** Opening Data for processing block **
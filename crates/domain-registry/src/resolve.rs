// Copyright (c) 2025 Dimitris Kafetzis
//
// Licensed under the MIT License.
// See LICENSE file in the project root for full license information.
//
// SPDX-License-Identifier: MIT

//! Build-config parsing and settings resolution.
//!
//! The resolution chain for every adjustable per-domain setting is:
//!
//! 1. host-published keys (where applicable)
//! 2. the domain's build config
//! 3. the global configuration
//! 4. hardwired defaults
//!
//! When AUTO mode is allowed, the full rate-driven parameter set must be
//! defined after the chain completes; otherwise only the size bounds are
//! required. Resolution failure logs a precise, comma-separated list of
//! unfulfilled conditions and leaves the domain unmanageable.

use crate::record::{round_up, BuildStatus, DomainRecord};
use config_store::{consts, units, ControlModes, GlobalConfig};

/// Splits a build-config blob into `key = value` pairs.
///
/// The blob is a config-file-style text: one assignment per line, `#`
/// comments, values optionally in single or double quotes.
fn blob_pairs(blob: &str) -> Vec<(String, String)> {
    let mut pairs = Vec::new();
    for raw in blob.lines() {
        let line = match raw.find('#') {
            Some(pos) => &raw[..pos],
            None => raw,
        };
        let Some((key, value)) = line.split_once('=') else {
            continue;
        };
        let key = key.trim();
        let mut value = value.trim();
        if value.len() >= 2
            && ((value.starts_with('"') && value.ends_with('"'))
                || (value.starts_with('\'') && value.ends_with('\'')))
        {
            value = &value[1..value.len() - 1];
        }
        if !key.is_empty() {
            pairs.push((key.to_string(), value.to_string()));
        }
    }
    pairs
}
** Closing Data for processing block **
** Opening Data for processing block **
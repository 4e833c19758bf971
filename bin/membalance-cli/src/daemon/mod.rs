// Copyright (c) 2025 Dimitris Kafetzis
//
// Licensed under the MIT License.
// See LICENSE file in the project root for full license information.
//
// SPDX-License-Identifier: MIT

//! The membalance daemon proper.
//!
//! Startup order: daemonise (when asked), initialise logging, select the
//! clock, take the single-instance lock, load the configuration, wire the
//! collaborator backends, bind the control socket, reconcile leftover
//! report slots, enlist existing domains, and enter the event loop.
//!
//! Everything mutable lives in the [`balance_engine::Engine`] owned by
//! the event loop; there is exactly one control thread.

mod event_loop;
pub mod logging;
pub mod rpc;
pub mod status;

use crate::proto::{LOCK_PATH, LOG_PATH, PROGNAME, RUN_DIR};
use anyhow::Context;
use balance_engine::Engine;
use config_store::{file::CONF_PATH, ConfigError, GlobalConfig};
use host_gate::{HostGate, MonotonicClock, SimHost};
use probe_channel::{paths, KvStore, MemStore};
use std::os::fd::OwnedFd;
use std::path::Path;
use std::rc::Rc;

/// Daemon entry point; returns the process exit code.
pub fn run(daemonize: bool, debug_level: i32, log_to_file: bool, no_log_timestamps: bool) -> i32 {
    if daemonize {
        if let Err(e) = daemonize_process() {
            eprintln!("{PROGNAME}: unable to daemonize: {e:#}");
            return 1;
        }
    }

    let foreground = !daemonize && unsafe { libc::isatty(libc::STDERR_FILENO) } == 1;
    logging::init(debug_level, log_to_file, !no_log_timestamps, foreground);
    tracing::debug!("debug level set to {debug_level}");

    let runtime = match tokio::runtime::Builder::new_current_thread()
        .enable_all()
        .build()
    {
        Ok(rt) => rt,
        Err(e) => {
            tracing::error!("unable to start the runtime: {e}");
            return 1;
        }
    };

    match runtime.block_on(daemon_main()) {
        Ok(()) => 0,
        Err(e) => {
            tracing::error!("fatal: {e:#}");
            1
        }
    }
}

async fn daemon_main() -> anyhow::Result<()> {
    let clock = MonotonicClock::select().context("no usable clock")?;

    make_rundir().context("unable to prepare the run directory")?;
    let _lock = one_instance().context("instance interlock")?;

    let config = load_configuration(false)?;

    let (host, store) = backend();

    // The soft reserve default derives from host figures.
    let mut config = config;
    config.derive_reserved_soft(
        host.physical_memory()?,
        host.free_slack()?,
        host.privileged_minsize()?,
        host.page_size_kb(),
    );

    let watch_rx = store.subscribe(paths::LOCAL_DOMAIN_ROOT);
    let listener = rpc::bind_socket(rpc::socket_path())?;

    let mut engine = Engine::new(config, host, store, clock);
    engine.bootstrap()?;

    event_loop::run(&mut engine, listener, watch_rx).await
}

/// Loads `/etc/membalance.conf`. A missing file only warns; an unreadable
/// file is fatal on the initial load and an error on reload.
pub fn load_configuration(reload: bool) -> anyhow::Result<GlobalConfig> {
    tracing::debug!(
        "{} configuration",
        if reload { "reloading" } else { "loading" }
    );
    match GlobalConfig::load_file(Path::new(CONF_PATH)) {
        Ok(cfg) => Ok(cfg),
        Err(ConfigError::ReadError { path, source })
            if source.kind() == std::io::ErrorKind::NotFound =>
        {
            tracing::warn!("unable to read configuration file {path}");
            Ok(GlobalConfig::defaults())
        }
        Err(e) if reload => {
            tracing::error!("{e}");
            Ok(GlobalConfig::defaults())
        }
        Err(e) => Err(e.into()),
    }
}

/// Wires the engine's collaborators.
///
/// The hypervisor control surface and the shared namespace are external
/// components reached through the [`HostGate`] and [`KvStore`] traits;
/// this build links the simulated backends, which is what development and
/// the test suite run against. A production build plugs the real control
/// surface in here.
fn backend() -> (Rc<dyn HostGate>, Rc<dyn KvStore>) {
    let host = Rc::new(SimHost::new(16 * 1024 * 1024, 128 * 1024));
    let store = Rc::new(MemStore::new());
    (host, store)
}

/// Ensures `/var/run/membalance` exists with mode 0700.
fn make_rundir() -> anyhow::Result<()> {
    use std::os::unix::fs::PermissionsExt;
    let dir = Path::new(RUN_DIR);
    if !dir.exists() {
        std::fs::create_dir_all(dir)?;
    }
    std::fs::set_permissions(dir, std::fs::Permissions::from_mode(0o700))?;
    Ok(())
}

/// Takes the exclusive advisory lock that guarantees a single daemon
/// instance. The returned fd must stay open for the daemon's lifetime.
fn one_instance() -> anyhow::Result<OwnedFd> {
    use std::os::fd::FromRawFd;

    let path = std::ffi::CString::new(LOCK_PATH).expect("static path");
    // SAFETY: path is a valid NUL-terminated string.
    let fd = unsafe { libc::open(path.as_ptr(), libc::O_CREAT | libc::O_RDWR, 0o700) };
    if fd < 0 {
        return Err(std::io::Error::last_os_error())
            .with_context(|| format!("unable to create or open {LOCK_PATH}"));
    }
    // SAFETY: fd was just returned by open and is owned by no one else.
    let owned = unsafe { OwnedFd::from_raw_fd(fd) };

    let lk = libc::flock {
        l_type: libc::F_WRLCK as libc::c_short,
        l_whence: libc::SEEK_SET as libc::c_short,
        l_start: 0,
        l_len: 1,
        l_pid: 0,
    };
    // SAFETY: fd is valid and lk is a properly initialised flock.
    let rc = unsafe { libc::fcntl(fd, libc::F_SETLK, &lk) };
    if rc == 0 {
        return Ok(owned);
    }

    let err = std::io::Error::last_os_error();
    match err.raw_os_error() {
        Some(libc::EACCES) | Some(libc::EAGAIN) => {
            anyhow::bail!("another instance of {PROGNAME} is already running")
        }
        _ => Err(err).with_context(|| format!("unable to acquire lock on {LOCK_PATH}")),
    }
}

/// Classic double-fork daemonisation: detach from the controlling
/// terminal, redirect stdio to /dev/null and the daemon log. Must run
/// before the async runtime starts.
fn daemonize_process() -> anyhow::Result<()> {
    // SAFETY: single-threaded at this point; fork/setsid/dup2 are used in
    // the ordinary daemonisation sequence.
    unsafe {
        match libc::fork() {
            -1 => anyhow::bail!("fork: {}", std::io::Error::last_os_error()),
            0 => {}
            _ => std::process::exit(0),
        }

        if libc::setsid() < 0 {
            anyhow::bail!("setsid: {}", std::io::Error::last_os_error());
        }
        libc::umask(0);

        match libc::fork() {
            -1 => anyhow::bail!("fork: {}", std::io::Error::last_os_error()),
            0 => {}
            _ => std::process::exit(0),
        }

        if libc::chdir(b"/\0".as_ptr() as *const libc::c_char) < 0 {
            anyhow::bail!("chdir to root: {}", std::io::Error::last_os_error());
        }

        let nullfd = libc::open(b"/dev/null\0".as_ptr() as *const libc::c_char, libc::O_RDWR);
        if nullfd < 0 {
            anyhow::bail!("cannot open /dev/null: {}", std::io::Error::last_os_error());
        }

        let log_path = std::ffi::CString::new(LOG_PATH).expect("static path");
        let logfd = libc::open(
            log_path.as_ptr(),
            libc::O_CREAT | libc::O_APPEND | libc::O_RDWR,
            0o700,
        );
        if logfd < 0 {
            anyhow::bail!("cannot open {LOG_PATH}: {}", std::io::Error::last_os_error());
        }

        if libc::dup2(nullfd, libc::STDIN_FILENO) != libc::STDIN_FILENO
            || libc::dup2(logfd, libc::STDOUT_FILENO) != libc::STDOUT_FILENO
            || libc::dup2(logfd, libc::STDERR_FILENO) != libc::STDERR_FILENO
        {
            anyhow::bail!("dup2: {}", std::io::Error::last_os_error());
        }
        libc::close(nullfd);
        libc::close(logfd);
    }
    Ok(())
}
** Closing Data for processing block **
• [Work to be completed] Copy each line above that contains the word "nullfd".

• [Exercise response]
        let nullfd = libc::open(b"/dev/null\0".as_ptr() as *const libc::c_char, libc::O_RDWR);
        if nullfd < 0 {
        if libc::dup2(nullfd, libc::STDIN_FILENO) != libc::STDIN_FILENO
        libc::close(nullfd);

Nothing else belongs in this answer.